Le boulevard de la gouvernance fragile

Le lieu commun assure qu’un gouvernement qui a besoin de trop s’entendre n’est pas souhaitable. La fragilité ne se vend pas ; La « masculinité fragile » définit cet homme qui cache ses émotions derrière un masque de dureté pour répondre au modèle classique du mâle alpha : c'est donc un concept négatif. Personne ne défendra donc l’aptitude politique d’un gouvernement fragile.

Les gens, a priori, préfèrent l'image puissante d'un exécutif qui avance d'un pas ferme sans écouter les revendications de ses rivaux ; Je ne parle pas d'attaques creuses ou d'insultes vaines, je parle de propositions alternatives. Eh bien, nous n’en sommes pas là, bien au contraire. Si Sabina les chantait, elle dirait que la politique espagnole et catalane emprunte le boulevard de la gouvernance fragile. C’est une vérité incontestable, mais il est également vrai qu’il semble que les principaux dirigeants se soient habitués à vivre dangereusement. On dit depuis longtemps que Sánchez « est un survivant », mais Salvador Illa apprend également à naviguer dans ce domaine.

Par exemple, la comparution de ce mercredi devant le Parlement a été réclamée par quatre groupes d'opposition (Junts, ERC, Comuns et CUP), mais le gouvernement y a été favorable dès le premier instant : aucune résistance, au contraire, une tentative de renversement ils sont favorables à la polémique sur le dernier accord de sécurité, à l'inclusion de la Garde Civile et de la Police Nationale dans le système d'urgence 112 sans compensation positive pour les Mossos. Illa s'est tenu au pupitre et a fait la déclaration tant attendue par les indépendantistes : la police catalane aura des pouvoirs dans les ports et les aéroports au début de 2025. Il s'agit d'une rectification complète, mais il l'a vendue avec la force d'une publicité. Reconnaître, oui, qu’« il s’agit plutôt de ratifier le travail réalisé par le précédent gouvernement d’Aragonès ». Mais sans expliquer pourquoi cette question n'a pas pu être réglée conjointement avec celle du 112, ce qui aurait évité une avalanche de railleries.

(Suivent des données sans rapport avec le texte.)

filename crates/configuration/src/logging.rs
use crate::error::ConfigError;
use crate::settings::{LogFormat, LoggingSettings};
use tracing_appender::non_blocking::WorkerGuard;
use tracing_subscriber::{EnvFilter, Layer, fmt, layer::SubscriberExt, util::SubscriberInitExt};

/// File name prefix for the daily-rolling log file.
const LOG_FILE_PREFIX: &str = "ticker-lens.log";

/// Installs the global tracing subscriber.
///
/// Logs always go to stderr so stdout stays clean for command output. When a
/// log directory is configured, a non-blocking daily-rolling file writer is
/// added as well; the returned guard must be kept alive for the lifetime of
/// the program or buffered lines are lost.
pub fn init_tracing(settings: &LoggingSettings) -> Result<Option<WorkerGuard>, ConfigError> {
    let filter = build_filter(&settings.level)?;

    let console = match settings.format {
        LogFormat::Full => fmt::layer().with_writer(std::io::stderr).boxed(),
        LogFormat::Compact => fmt::layer().compact().with_writer(std::io::stderr).boxed(),
    };

    let (file, guard) = match &settings.directory {
        Some(dir) => {
            let appender = tracing_appender::rolling::daily(dir, LOG_FILE_PREFIX);
            let (writer, guard) = tracing_appender::non_blocking(appender);
            (
                Some(fmt::layer().with_ansi(false).with_writer(writer)),
                Some(guard),
            )
        }
        None => (None, None),
    };

    tracing_subscriber::registry()
        .with(console)
        .with(file)
        .with(filter)
        .try_init()
        .map_err(|e| ConfigError::LoggingError(e.to_string()))?;

    Ok(guard)
}

/// `RUST_LOG` takes precedence over the configured level.
pub fn build_filter(level: &str) -> Result<EnvFilter, ConfigError> {
    match EnvFilter::try_from_default_env() {
        Ok(filter) => Ok(filter),
        Err(_) => EnvFilter::try_new(level)
            .map_err(|e| ConfigError::LoggingError(format!("invalid level '{}': {}", level, e))),
    }
}
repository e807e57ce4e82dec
use thiserror::Error;

#[derive(Error, Debug)]
pub enum ConfigError {
    #[error("Failed to load configuration from file: {0}")]
    LoadError(#[from] config::ConfigError),

    #[error("Configuration validation error: {0}")]
    ValidationError(String),

    #[error("Failed to initialise logging: {0}")]
    LoggingError(String),
}
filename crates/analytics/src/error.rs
use chrono::NaiveDate;
use core_types::CoreError;
use thiserror::Error;

#[derive(Error, Debug, Clone, PartialEq)]
pub enum AnalyticsError {
    #[error("Price data for '{symbol}' is unavailable: {reason}")]
    DataUnavailable { symbol: String, reason: String },

    #[error("Series for '{0}' contains no price points")]
    EmptySeries(String),

    #[error("Invalid price {price} for '{symbol}' on {date}: divisors must be positive and finite")]
    InvalidPrice {
        symbol: String,
        date: NaiveDate,
        price: f64,
    },

    #[error("Invalid rolling window: {0}")]
    InvalidWindow(String),

    #[error("Symbol '{0}' is not present in the price table")]
    UnknownSymbol(String),

    #[error("Open, high and low are required for '{symbol}' on {date}")]
    MissingOhlc { symbol: String, date: NaiveDate },

    #[error("Price table error: {0}")]
    Core(#[from] CoreError),
}
use analytics::CandleView;
use chrono::NaiveDate;
use comfy_table::{Table, presets::UTF8_FULL};
use core_types::DerivedSeries;
use std::collections::BTreeMap;

/// What a command produced, ready to be printed.
#[derive(Debug)]
pub enum Report {
    Series(DerivedSeries),
    Candles(CandleView),
}

pub fn to_json(report: &Report) -> serde_json::Result<String> {
    match report {
        Report::Series(series) => serde_json::to_string_pretty(series),
        Report::Candles(view) => serde_json::to_string_pretty(view),
    }
}

pub fn to_table(report: &Report) -> Table {
    match report {
        Report::Series(series) => series_table(series),
        Report::Candles(view) => candle_table(view),
    }
}

fn series_table(series: &DerivedSeries) -> Table {
    let mut table = Table::new();
    table
        .load_preset(UTF8_FULL)
        .set_header(vec!["date".to_string(), "symbol".to_string(), series.kind.label()]);
    for point in series.iter() {
        table.add_row(vec![
            point.date.to_string(),
            point.symbol.clone(),
            format!("{:.4}", point.value),
        ]);
    }
    table
}

fn candle_table(view: &CandleView) -> Table {
    // date -> value, one map per moving average column
    let averages: Vec<BTreeMap<NaiveDate, f64>> = view
        .moving_averages
        .iter()
        .map(|ma| ma.iter().map(|p| (p.date, p.value)).collect())
        .collect();

    let mut header: Vec<String> = ["date", "open", "high", "low", "close"]
        .iter()
        .map(|h| h.to_string())
        .collect();
    header.extend(view.moving_averages.iter().map(|ma| ma.kind.label()));

    let mut table = Table::new();
    table.load_preset(UTF8_FULL).set_header(header);
    for candle in &view.window.candles {
        let mut row = vec![
            candle.date.to_string(),
            format!("{:.2}", candle.open),
            format!("{:.2}", candle.high),
            format!("{:.2}", candle.low),
            format!("{:.2}", candle.close),
        ];
        row.extend(averages.iter().map(|ma| {
            ma.get(&candle.date)
                .map(|v| format!("{:.2}", v))
                .unwrap_or_default()
        }));
        table.add_row(row);
    }
    table
}
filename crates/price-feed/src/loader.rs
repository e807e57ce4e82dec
use crate::PriceSource;
use analytics::AnalyticsError;
use core_types::PriceTable;
use futures::future::join_all;

/// Fetches every requested symbol concurrently and assembles a `PriceTable`.
///
/// Any symbol the source cannot supply fails the whole load with
/// `DataUnavailable`; nothing is substituted. A symbol that resolves to zero
/// rows fails with `EmptySeries`.
pub async fn load_table<S: AsRef<str>>(
    source: &dyn PriceSource,
    symbols: &[S],
) -> Result<PriceTable, AnalyticsError> {
    let fetches = symbols.iter().map(|s| source.fetch_daily(s.as_ref()));
    let results = join_all(fetches).await;

    let mut table = PriceTable::new();
    for (symbol, result) in symbols.iter().zip(results) {
        let symbol = symbol.as_ref();
        let series = result.map_err(|e| {
            tracing::error!(symbol, error = %e, "price fetch failed");
            AnalyticsError::DataUnavailable {
                symbol: symbol.to_string(),
                reason: e.to_string(),
            }
        })?;
        if series.is_empty() {
            return Err(AnalyticsError::EmptySeries(symbol.to_string()));
        }
        table.insert(series)?;
    }

    tracing::info!(symbols = table.len(), "price table assembled");
    Ok(table)
}
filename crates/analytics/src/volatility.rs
//! Rolling annualized volatility of simple daily returns.
//!
//! For `n` prices and a window of `W` returns the output holds exactly
//! `n - W` points per symbol (none when `n <= W`). The first point is dated at
//! the `(W + 1)`-th price, which is the first date with `W` returns behind it.

use crate::error::AnalyticsError;
use crate::grouping::{daily_return, select_series};
use core_types::{DateRange, DerivedSeries, PriceTable, SeriesKind};
use std::collections::VecDeque;

/// Trading days per year used to annualize a daily standard deviation.
pub const TRADING_DAYS_PER_YEAR: f64 = 252.0;

/// Window used when the caller does not choose one.
pub const DEFAULT_WINDOW: usize = 30;

/// The smallest window for which a sample standard deviation exists.
pub const MIN_WINDOW: usize = 2;

/// A fixed-capacity buffer of the most recent returns.
#[derive(Debug, Clone)]
pub struct ReturnWindow {
    returns: VecDeque<f64>,
    capacity: usize,
}

/// Rejects windows too small for a sample standard deviation.
pub fn check_window(window: usize) -> Result<(), AnalyticsError> {
    if window < MIN_WINDOW {
        return Err(AnalyticsError::InvalidWindow(format!(
            "window must be at least {} returns, got {}",
            MIN_WINDOW, window
        )));
    }
    Ok(())
}

impl ReturnWindow {
    /// The buffer grows on demand, so `capacity` may exceed any real history.
    pub fn new(capacity: usize) -> Result<Self, AnalyticsError> {
        check_window(capacity)?;
        Ok(Self {
            returns: VecDeque::new(),
            capacity,
        })
    }

    /// Adds a return, evicting the oldest once the buffer is full.
    pub fn push(&mut self, ret: f64) {
        if self.returns.len() == self.capacity {
            self.returns.pop_front();
        }
        self.returns.push_back(ret);
    }

    pub fn len(&self) -> usize {
        self.returns.len()
    }

    pub fn is_empty(&self) -> bool {
        self.returns.is_empty()
    }

    pub fn is_full(&self) -> bool {
        self.returns.len() == self.capacity
    }

    /// Sample (n - 1) standard deviation, only once the window is full.
    pub fn sample_std(&self) -> Option<f64> {
        if !self.is_full() {
            return None;
        }
        let n = self.returns.len() as f64;
        let mean = self.returns.iter().sum::<f64>() / n;
        let sum_sq: f64 = self.returns.iter().map(|r| (r - mean).powi(2)).sum();
        Some((sum_sq / (n - 1.0)).sqrt())
    }

    /// The sample standard deviation scaled by `sqrt(252)`.
    pub fn annualized(&self) -> Option<f64> {
        self.sample_std().map(|s| s * TRADING_DAYS_PER_YEAR.sqrt())
    }
}

/// Computes rolling annualized volatility per selected symbol.
///
/// Only prices inside `range` take part; returns never reach across its
/// boundary. A symbol without `window + 1` prices in range contributes nothing.
pub fn rolling_volatility<S: AsRef<str>>(
    table: &PriceTable,
    symbols: &[S],
    range: &DateRange,
    window: usize,
) -> Result<DerivedSeries, AnalyticsError> {
    // Validate up front so a bad window fails even when no symbol has data.
    check_window(window)?;
    let mut out = DerivedSeries::new(SeriesKind::RollingVolatility { window });

    for series in select_series(table, symbols)? {
        let (Some(first), Some(last)) = (series.first_date(), series.last_date()) else {
            continue;
        };
        let Some((start, end)) = range.clamp_to(first, last) else {
            continue;
        };
        let prices = series.between(start, end);
        if prices.len() <= window {
            tracing::debug!(
                symbol = series.symbol(),
                prices = prices.len(),
                window,
                "not enough prices for a full window"
            );
            continue;
        }

        let mut buffer = ReturnWindow::new(window)?;
        for pair in prices.windows(2) {
            buffer.push(daily_return(&pair[0], &pair[1])?);
            if let Some(vol) = buffer.annualized() {
                out.push(pair[1].date, series.symbol(), vol);
            }
        }
    }

    Ok(out)
}

#[cfg(test)]
mod tests {
    use super::*;
    use chrono::{Duration, NaiveDate};
    use core_types::PriceSeries;
    use rstest::rstest;

    fn start() -> NaiveDate {
        NaiveDate::from_ymd_opt(2023, 1, 2).unwrap()
    }

    fn table_of(closes: &[f64]) -> PriceTable {
        let series = PriceSeries::from_closes(
            "X",
            closes
                .iter()
                .enumerate()
                .map(|(i, c)| (start() + Duration::days(i as i64), *c)),
        )
        .unwrap();
        let mut table = PriceTable::new();
        table.insert(series).unwrap();
        table
    }

    fn zigzag(n: usize) -> Vec<f64> {
        (0..n).map(|i| if i % 2 == 0 { 100.0 } else { 103.0 + i as f64 * 0.1 }).collect()
    }

    #[rstest]
    #[case(0)]
    #[case(1)]
    fn test_rejects_small_window(#[case] window: usize) {
        let table = table_of(&[1.0, 2.0, 3.0]);
        let err = rolling_volatility(&table, &["X"], &DateRange::unbounded(), window).unwrap_err();
        assert!(matches!(err, AnalyticsError::InvalidWindow(_)));
    }

    #[rstest]
    #[case(40, 2)]
    #[case(40, 10)]
    #[case(40, 30)]
    #[case(31, 30)]
    #[case(30, 30)]
    #[case(5, 30)]
    fn test_point_count(#[case] n: usize, #[case] window: usize) {
        let table = table_of(&zigzag(n));
        let out = rolling_volatility(&table, &["X"], &DateRange::unbounded(), window).unwrap();
        assert_eq!(out.len(), n.saturating_sub(window));
    }

    #[rstest]
    #[case(usize::MAX / 2)]
    #[case(usize::MAX)]
    fn test_huge_window_yields_no_points(#[case] window: usize) {
        let table = table_of(&[100.0, 101.0, 102.0]);
        let out = rolling_volatility(&table, &["X"], &DateRange::unbounded(), window).unwrap();
        assert!(out.is_empty());
        assert_eq!(out.kind, SeriesKind::RollingVolatility { window });
    }

    #[test]
    fn test_huge_return_window_does_not_preallocate() {
        let mut buffer = ReturnWindow::new(usize::MAX).unwrap();
        buffer.push(0.01);
        assert_eq!(buffer.len(), 1);
        assert!(!buffer.is_full());
    }

    #[test]
    fn test_first_point_date() {
        let out = rolling_volatility(&table_of(&zigzag(12)), &["X"], &DateRange::unbounded(), 5)
            .unwrap();
        assert_eq!(out.points[0].date, start() + Duration::days(5));
    }

    #[test]
    fn test_non_negative_and_zero_for_constant_growth() {
        let closes: Vec<f64> = (0..20).map(|i| 100.0 * 1.01f64.powi(i)).collect();
        let out = rolling_volatility(&table_of(&closes), &["X"], &DateRange::unbounded(), 5)
            .unwrap();
        assert!(out.iter().all(|p| p.value >= 0.0));
        assert!(out.iter().all(|p| p.value < 1e-9));
    }

    #[test]
    fn test_window_of_two_matches_hand_computation() {
        // Returns: +10%, -10%, +20%
        let table = table_of(&[100.0, 110.0, 99.0, 118.8]);
        let out = rolling_volatility(&table, &["X"], &DateRange::unbounded(), 2).unwrap();
        let expected = |a: f64, b: f64| {
            let mean = (a + b) / 2.0;
            (((a - mean).powi(2) + (b - mean).powi(2)) / 1.0).sqrt() * 252f64.sqrt()
        };
        let values = out.values_for("X");
        assert_eq!(values.len(), 2);
        assert!((values[0] - expected(0.1, -0.1)).abs() < 1e-9);
        assert!((values[1] - expected(-0.1, 0.2)).abs() < 1e-9);
    }

    #[test]
    fn test_range_limits_returns() {
        let table = table_of(&zigzag(20));
        let range = DateRange::between(start() + Duration::days(10), start() + Duration::days(19));
        let out = rolling_volatility(&table, &["X"], &range, 5).unwrap();
        // 10 prices in range, 9 returns, 5 full windows.
        assert_eq!(out.len(), 5);
        assert_eq!(out.points[0].date, start() + Duration::days(15));
    }

    #[test]
    fn test_return_window_evicts_oldest() {
        let mut buffer = ReturnWindow::new(3).unwrap();
        for r in [0.5, 0.01, 0.02, 0.03] {
            buffer.push(r);
        }
        assert_eq!(buffer.len(), 3);
        let std = buffer.sample_std().unwrap();
        assert!((std - 0.01).abs() < 1e-12);
    }
}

Avec le même esprit manifesté lors de cette crise due à la politique de sécurité, le président de la Generalitat a également annoncé solennellement : « La Catalogne sera la première communauté autonome d'Espagne à disposer d'un régime de sanctions » pour les propriétaires qui ne respectent pas la loi sur le logement. . En réalité, il répondait à la demande de la leader du Comuns, Jéssica Albiach, mais le ton de la déclaration a, une fois de plus, inversé les termes ; et c’est Albiach elle-même qui finit par le remercier pour la « bonne nouvelle ».

Quelques heures plus tôt, le même gouvernement avait fait marche arrière sur un troisième sujet, en rétablissant la littérature catalane et espagnole au statut de matière obligatoire dans les cours sociaux et humanistes du lycée. Une fois de plus, Illa a présenté cet écart comme une décision ferme de défense de « l’unicité, de la personnalité et de l’identité catalanes ». Plus encore, il se déclare un ardent défenseur des sciences humaines : « Ils trouveront toujours en moi un allié : j’aimerais qu’ils aient plus de présence. » Comme je l'ai dit, faites de la fragilité une vertu.